(RECORDED DATA)

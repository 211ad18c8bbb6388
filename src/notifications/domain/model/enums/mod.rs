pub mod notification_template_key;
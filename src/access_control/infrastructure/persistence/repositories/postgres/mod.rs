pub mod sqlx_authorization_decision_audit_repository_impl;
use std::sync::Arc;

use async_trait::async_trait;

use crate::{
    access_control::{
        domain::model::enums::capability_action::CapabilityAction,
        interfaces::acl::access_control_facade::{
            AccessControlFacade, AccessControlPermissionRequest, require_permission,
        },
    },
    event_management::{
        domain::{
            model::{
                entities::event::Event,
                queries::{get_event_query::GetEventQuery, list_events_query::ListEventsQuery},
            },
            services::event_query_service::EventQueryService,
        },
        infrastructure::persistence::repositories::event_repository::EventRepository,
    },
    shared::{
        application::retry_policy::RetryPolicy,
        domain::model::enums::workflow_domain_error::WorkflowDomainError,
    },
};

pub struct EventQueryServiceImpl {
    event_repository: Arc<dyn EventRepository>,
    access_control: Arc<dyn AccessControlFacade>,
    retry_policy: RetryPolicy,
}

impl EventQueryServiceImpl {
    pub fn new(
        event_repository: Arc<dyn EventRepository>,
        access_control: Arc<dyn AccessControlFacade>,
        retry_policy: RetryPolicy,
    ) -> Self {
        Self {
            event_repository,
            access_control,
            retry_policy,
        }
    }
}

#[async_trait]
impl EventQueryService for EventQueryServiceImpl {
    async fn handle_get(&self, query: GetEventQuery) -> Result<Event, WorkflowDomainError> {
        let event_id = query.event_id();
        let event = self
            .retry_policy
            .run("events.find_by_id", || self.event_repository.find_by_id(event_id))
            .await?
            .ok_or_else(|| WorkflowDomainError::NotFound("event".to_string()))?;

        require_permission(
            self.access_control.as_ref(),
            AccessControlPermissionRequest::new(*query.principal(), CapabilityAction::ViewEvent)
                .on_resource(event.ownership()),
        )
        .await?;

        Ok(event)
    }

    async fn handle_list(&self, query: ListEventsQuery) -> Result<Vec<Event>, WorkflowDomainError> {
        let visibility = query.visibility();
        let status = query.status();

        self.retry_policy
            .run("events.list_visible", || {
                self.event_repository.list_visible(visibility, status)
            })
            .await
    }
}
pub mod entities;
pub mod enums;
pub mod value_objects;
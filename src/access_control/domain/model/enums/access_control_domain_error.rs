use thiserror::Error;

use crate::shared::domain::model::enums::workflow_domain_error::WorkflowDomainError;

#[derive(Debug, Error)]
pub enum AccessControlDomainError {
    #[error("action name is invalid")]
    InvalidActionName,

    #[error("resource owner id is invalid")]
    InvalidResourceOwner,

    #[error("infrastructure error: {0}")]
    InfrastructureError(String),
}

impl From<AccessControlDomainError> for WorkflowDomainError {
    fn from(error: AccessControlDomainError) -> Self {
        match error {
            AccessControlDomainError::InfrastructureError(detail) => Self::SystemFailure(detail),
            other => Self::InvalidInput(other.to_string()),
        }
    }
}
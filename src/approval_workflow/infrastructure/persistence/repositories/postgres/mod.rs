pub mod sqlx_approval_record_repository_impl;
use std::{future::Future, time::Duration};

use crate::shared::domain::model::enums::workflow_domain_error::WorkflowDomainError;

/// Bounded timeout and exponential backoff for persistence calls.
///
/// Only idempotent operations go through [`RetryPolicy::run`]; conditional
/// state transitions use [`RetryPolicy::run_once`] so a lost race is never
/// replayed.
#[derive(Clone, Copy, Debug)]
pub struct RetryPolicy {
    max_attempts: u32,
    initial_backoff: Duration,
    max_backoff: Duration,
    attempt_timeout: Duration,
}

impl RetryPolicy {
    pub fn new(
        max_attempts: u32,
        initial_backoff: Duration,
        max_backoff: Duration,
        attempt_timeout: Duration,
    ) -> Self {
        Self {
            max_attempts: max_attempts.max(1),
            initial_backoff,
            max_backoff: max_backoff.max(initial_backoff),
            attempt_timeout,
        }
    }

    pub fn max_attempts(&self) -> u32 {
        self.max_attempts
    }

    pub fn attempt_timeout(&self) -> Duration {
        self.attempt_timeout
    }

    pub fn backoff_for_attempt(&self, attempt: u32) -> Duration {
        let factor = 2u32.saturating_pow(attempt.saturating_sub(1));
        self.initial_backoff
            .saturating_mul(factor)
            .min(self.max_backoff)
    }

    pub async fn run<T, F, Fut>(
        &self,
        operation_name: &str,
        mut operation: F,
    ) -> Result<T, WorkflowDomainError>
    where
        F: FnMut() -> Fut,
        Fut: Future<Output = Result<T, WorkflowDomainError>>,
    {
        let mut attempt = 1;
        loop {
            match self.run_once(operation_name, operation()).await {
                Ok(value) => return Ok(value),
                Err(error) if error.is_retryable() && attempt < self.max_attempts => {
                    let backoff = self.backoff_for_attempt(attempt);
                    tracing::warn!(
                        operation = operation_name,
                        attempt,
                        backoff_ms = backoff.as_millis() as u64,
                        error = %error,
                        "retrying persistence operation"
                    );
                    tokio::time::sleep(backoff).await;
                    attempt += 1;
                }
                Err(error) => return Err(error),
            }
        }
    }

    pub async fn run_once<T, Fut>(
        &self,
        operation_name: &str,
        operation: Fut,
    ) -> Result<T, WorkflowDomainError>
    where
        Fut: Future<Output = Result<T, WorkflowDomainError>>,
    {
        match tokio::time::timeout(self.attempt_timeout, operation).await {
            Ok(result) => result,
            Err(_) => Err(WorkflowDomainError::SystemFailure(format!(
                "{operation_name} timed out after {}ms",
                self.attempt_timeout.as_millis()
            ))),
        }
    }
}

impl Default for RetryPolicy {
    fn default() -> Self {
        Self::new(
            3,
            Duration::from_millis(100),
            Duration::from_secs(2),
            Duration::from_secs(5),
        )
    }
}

(End RECORDED DATA)

Every line of the entries above that holds "AccessControlFacade" should be copied out.

YOUR RESPONSE:
            AccessControlFacade, AccessControlPermissionRequest, require_permission,
    access_control: Arc<dyn AccessControlFacade>,
        access_control: Arc<dyn AccessControlFacade>,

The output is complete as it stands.